Using the listing below, print exactly everything from the line with "fn char_len_between(value: &str, min: usize, max: usize)" down to the line with "fn validate_common(new: &NewAccount)", both included, and nothing more.

===============

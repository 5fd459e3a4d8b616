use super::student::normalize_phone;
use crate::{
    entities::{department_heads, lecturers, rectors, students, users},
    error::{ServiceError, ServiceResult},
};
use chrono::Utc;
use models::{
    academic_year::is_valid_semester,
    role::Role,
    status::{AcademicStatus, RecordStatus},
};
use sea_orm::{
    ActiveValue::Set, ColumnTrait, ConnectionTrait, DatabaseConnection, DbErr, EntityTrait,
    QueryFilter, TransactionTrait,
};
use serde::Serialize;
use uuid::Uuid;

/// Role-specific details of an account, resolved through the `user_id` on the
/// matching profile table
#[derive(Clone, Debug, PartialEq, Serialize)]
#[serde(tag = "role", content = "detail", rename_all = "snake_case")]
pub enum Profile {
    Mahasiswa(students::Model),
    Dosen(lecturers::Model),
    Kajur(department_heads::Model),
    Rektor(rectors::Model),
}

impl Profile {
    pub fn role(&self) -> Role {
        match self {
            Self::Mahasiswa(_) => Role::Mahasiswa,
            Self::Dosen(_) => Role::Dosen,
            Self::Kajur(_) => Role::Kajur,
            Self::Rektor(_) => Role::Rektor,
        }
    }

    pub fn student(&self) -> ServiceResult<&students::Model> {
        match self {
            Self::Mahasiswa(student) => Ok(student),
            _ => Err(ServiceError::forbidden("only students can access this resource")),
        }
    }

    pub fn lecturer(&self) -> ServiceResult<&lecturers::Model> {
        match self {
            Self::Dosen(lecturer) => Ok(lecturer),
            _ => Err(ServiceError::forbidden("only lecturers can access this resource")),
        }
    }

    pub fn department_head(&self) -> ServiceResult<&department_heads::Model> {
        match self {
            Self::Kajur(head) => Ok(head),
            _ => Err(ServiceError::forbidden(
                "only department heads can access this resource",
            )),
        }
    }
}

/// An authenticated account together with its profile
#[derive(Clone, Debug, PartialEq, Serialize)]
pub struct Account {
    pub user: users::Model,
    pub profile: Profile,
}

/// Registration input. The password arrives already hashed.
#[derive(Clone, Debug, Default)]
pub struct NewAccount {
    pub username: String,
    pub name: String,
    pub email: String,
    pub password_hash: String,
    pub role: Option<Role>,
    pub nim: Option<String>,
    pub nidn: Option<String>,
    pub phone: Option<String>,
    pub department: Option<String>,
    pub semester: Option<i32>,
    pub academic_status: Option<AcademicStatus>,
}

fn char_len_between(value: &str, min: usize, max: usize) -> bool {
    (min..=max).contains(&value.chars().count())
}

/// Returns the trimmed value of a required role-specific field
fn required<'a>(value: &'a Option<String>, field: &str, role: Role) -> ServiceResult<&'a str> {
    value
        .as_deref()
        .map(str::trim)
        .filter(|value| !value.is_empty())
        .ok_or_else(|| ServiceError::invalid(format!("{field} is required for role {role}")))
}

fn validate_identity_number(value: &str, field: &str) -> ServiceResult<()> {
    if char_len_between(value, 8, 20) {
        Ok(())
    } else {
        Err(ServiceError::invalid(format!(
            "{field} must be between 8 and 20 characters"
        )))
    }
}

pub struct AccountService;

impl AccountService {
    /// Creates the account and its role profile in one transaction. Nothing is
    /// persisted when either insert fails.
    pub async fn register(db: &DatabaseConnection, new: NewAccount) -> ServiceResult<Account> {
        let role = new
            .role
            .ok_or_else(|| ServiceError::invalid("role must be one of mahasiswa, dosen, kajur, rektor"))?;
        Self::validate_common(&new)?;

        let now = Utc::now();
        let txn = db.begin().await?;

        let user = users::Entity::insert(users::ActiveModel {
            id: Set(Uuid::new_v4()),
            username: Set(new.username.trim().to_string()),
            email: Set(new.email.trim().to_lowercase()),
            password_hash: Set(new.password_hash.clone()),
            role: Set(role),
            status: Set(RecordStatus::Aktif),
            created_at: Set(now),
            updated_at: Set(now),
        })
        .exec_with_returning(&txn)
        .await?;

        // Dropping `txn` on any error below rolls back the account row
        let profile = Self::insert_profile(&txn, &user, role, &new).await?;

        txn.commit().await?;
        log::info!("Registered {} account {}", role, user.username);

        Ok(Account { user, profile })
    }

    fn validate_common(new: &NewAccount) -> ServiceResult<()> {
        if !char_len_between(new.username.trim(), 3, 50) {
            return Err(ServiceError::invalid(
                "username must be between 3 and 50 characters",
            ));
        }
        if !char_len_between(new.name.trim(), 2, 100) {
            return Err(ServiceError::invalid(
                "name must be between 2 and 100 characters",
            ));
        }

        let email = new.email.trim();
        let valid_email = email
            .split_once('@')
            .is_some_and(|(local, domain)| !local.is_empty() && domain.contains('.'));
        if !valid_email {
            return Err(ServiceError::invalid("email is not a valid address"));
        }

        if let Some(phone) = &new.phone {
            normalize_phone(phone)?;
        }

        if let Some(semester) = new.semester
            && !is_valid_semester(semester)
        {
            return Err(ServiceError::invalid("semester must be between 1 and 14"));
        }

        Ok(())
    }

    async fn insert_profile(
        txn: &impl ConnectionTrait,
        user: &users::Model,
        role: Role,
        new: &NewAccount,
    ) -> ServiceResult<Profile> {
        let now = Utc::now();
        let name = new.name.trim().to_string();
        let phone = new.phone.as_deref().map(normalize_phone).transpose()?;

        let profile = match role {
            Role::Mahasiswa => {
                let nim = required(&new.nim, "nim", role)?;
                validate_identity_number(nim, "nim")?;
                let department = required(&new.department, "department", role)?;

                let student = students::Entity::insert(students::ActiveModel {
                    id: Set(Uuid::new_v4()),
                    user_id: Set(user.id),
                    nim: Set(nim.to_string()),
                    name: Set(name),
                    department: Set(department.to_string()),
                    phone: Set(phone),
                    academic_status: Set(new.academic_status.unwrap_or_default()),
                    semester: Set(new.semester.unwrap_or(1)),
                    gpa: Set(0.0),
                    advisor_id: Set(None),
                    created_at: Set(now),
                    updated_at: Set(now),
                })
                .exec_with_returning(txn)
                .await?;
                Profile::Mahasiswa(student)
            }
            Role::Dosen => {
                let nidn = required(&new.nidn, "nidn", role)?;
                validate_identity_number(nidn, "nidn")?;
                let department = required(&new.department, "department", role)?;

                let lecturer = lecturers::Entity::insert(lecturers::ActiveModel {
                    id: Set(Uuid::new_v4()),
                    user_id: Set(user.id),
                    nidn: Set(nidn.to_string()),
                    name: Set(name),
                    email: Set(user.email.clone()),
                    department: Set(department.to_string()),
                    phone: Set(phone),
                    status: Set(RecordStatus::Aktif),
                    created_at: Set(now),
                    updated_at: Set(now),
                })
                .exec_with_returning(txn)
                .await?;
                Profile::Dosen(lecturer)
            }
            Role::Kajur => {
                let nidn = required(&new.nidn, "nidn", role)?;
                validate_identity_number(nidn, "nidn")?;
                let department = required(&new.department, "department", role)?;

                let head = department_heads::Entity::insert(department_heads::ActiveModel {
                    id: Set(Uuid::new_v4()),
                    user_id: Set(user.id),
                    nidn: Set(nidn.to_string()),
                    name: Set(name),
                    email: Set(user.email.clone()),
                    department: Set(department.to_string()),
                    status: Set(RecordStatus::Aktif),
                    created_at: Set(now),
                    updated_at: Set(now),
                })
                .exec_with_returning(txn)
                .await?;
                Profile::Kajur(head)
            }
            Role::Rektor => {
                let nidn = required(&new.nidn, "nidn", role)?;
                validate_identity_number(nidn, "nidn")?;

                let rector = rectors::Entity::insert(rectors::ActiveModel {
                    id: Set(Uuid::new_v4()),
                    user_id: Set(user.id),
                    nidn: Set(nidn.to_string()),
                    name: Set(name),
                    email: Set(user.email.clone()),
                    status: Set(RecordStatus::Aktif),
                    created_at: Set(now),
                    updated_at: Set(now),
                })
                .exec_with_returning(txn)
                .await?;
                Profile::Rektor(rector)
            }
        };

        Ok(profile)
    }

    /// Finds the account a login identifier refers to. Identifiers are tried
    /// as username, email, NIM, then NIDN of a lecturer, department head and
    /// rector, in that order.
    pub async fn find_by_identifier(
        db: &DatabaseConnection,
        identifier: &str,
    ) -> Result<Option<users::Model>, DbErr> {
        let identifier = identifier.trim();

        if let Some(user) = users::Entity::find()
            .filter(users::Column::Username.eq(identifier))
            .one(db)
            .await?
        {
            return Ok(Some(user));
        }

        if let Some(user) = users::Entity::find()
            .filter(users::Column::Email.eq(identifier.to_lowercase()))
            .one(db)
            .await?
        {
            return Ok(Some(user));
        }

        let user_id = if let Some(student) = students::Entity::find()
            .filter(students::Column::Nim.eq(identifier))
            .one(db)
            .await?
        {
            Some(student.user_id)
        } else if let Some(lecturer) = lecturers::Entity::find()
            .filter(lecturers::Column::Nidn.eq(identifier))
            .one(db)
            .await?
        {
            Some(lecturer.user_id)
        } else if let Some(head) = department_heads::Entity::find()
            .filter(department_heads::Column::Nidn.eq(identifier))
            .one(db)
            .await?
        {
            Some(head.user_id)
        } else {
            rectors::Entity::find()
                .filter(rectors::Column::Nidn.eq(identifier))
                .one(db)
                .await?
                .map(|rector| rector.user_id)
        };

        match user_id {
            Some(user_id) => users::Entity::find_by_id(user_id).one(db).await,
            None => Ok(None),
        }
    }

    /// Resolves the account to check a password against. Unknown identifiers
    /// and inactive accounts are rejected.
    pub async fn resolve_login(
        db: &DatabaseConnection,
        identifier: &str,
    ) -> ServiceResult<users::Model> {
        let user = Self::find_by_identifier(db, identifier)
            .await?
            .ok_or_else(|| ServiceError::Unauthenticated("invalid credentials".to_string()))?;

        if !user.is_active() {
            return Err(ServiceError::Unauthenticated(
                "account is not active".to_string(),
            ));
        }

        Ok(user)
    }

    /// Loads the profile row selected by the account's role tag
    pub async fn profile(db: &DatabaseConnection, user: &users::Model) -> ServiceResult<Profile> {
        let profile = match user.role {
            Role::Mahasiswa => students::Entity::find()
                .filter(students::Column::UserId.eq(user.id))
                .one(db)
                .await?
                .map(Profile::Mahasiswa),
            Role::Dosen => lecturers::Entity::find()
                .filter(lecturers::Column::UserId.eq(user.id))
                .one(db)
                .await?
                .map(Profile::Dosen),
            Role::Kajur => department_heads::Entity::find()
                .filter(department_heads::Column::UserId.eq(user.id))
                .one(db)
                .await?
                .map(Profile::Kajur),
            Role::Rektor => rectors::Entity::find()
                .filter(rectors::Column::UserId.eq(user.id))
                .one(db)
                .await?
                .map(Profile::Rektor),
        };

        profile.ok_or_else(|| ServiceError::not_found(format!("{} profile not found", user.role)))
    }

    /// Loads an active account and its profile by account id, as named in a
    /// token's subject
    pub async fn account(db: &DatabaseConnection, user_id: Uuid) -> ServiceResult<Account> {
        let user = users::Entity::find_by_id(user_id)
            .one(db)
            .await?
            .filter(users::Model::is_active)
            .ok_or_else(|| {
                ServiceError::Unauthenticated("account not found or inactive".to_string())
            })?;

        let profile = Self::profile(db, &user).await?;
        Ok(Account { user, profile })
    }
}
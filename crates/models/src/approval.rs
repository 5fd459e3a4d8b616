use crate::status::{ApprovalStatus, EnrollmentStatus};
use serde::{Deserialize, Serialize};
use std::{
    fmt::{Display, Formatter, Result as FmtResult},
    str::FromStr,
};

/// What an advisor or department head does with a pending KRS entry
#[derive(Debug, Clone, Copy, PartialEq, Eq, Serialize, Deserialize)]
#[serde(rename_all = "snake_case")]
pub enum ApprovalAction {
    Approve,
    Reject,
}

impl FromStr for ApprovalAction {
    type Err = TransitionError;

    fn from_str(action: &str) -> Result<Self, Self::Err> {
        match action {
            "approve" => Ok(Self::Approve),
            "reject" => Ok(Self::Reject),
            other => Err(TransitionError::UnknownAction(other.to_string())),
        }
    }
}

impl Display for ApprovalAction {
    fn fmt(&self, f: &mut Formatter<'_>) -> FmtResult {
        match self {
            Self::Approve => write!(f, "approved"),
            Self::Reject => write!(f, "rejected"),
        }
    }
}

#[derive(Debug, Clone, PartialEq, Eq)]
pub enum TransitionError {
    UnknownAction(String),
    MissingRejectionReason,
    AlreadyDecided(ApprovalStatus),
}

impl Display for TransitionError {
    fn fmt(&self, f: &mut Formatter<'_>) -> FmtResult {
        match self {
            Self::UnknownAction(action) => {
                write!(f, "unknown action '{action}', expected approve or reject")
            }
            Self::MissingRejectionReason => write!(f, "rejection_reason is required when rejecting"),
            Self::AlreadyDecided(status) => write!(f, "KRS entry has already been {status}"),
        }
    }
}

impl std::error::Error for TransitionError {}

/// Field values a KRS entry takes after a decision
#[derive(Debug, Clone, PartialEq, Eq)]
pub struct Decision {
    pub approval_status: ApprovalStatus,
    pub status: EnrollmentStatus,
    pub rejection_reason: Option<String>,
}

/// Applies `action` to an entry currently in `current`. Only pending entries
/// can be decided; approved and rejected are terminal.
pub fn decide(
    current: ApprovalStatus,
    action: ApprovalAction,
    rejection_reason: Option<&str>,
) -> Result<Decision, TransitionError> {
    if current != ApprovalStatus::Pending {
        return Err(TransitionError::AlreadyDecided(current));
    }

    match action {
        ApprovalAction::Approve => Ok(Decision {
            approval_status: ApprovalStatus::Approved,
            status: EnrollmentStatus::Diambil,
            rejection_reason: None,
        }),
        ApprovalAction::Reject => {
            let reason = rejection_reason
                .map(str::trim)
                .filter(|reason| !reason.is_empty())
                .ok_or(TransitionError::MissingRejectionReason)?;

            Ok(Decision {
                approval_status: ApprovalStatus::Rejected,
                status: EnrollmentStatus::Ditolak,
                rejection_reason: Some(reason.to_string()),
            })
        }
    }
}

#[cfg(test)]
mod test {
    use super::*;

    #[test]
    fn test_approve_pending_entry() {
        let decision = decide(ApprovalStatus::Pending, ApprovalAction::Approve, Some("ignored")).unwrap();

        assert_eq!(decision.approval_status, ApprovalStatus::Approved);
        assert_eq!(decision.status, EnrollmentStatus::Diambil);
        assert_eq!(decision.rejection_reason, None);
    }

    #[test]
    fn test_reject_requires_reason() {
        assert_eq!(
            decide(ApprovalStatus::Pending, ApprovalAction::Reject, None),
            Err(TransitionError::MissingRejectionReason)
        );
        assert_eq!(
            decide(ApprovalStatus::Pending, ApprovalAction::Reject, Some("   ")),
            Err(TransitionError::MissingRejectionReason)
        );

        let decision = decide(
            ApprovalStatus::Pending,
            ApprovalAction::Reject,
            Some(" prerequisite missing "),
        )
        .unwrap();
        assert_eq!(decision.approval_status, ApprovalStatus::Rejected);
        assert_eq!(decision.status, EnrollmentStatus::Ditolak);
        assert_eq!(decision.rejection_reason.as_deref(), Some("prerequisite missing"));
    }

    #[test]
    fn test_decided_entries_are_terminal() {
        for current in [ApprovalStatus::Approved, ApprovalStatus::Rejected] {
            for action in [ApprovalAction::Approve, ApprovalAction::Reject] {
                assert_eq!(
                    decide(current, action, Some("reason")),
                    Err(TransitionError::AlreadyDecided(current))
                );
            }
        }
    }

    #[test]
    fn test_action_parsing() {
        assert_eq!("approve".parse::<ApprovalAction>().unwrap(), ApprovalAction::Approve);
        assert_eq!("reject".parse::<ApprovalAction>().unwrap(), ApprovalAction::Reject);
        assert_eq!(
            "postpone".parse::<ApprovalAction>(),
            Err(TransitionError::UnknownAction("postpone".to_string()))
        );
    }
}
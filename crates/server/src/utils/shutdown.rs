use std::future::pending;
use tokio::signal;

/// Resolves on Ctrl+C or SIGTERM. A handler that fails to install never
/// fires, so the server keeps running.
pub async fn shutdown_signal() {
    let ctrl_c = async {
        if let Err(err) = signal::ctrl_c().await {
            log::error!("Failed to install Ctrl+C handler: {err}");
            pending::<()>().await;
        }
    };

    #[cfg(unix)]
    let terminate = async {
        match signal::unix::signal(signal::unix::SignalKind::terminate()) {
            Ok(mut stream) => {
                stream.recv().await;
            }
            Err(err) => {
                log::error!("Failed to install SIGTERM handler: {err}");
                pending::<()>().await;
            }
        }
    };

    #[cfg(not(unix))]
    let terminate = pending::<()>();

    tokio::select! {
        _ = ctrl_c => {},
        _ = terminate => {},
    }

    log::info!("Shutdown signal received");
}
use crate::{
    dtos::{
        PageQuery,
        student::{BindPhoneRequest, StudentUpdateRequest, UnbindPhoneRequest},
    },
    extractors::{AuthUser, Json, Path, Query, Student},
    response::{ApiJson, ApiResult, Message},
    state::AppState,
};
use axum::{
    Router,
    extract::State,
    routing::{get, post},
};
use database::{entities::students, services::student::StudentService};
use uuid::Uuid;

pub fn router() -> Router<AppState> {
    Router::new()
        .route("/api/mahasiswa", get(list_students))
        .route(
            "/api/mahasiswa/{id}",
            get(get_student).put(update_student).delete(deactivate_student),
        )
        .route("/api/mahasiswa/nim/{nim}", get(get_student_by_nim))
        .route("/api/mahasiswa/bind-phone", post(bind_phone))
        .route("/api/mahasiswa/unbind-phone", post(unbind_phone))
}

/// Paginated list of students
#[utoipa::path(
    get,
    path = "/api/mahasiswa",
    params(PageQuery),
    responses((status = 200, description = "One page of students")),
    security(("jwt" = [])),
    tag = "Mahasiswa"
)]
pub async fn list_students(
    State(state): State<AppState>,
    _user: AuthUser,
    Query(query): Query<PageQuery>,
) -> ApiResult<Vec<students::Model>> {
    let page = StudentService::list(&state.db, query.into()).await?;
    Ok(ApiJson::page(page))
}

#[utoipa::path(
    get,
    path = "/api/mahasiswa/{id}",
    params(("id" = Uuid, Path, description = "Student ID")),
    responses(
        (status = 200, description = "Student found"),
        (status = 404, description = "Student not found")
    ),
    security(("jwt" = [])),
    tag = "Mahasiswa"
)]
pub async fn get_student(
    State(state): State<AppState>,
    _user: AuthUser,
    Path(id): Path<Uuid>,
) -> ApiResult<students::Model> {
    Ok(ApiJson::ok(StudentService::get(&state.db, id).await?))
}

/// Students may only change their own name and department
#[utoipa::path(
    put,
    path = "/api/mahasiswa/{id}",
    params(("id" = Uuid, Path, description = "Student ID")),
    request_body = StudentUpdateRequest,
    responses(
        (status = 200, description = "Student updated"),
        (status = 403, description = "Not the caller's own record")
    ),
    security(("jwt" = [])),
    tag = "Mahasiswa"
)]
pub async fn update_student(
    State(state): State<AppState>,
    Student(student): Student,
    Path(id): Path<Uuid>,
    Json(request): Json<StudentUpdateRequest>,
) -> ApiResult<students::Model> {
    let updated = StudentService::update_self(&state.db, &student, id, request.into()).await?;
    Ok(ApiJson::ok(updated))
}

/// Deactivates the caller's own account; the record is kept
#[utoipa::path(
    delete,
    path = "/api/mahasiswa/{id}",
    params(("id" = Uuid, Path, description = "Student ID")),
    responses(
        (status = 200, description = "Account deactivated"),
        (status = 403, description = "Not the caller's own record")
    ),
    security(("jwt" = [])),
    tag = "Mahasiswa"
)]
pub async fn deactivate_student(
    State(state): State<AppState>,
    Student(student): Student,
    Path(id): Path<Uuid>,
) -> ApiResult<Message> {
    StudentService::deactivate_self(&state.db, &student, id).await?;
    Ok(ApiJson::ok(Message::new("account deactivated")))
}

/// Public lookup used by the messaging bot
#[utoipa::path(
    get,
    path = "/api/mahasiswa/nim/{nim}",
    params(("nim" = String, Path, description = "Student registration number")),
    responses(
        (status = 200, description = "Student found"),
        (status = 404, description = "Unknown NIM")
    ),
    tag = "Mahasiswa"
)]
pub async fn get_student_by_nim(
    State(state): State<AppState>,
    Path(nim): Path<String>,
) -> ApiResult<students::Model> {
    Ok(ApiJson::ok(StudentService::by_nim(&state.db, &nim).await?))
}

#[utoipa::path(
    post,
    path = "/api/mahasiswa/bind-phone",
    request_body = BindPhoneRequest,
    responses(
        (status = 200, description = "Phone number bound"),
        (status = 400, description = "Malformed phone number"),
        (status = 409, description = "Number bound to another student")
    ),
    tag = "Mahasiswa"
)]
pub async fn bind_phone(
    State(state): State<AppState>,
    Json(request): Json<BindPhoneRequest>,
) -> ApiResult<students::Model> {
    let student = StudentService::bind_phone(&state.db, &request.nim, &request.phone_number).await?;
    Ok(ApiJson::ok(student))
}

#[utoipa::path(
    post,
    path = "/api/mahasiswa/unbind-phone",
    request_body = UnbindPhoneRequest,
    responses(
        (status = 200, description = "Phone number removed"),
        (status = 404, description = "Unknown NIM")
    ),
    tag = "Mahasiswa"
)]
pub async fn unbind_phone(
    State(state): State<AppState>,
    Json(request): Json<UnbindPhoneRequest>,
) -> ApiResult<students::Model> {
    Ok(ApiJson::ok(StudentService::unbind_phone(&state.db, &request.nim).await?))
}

===============

→ Problem solution
fn char_len_between(value: &str, min: usize, max: usize) -> bool {
    (min..=max).contains(&value.chars().count())
}

/// Returns the trimmed value of a required role-specific field
fn required<'a>(value: &'a Option<String>, field: &str, role: Role) -> ServiceResult<&'a str> {
    value
        .as_deref()
        .map(str::trim)
        .filter(|value| !value.is_empty())
        .ok_or_else(|| ServiceError::invalid(format!("{field} is required for role {role}")))
}

fn validate_identity_number(value: &str, field: &str) -> ServiceResult<()> {
    if char_len_between(value, 8, 20) {
        Ok(())
    } else {
        Err(ServiceError::invalid(format!(
            "{field} must be between 8 and 20 characters"
        )))
    }
}

pub struct AccountService;

impl AccountService {
    /// Creates the account and its role profile in one transaction. Nothing is
    /// persisted when either insert fails.
    pub async fn register(db: &DatabaseConnection, new: NewAccount) -> ServiceResult<Account> {
        let role = new
            .role
            .ok_or_else(|| ServiceError::invalid("role must be one of mahasiswa, dosen, kajur, rektor"))?;
        Self::validate_common(&new)?;

        let now = Utc::now();
        let txn = db.begin().await?;

        let user = users::Entity::insert(users::ActiveModel {
            id: Set(Uuid::new_v4()),
            username: Set(new.username.trim().to_string()),
            email: Set(new.email.trim().to_lowercase()),
            password_hash: Set(new.password_hash.clone()),
            role: Set(role),
            status: Set(RecordStatus::Aktif),
            created_at: Set(now),
            updated_at: Set(now),
        })
        .exec_with_returning(&txn)
        .await?;

        // Dropping `txn` on any error below rolls back the account row
        let profile = Self::insert_profile(&txn, &user, role, &new).await?;

        txn.commit().await?;
        log::info!("Registered {} account {}", role, user.username);

        Ok(Account { user, profile })
    }

    fn validate_common(new: &NewAccount) -> ServiceResult<()> {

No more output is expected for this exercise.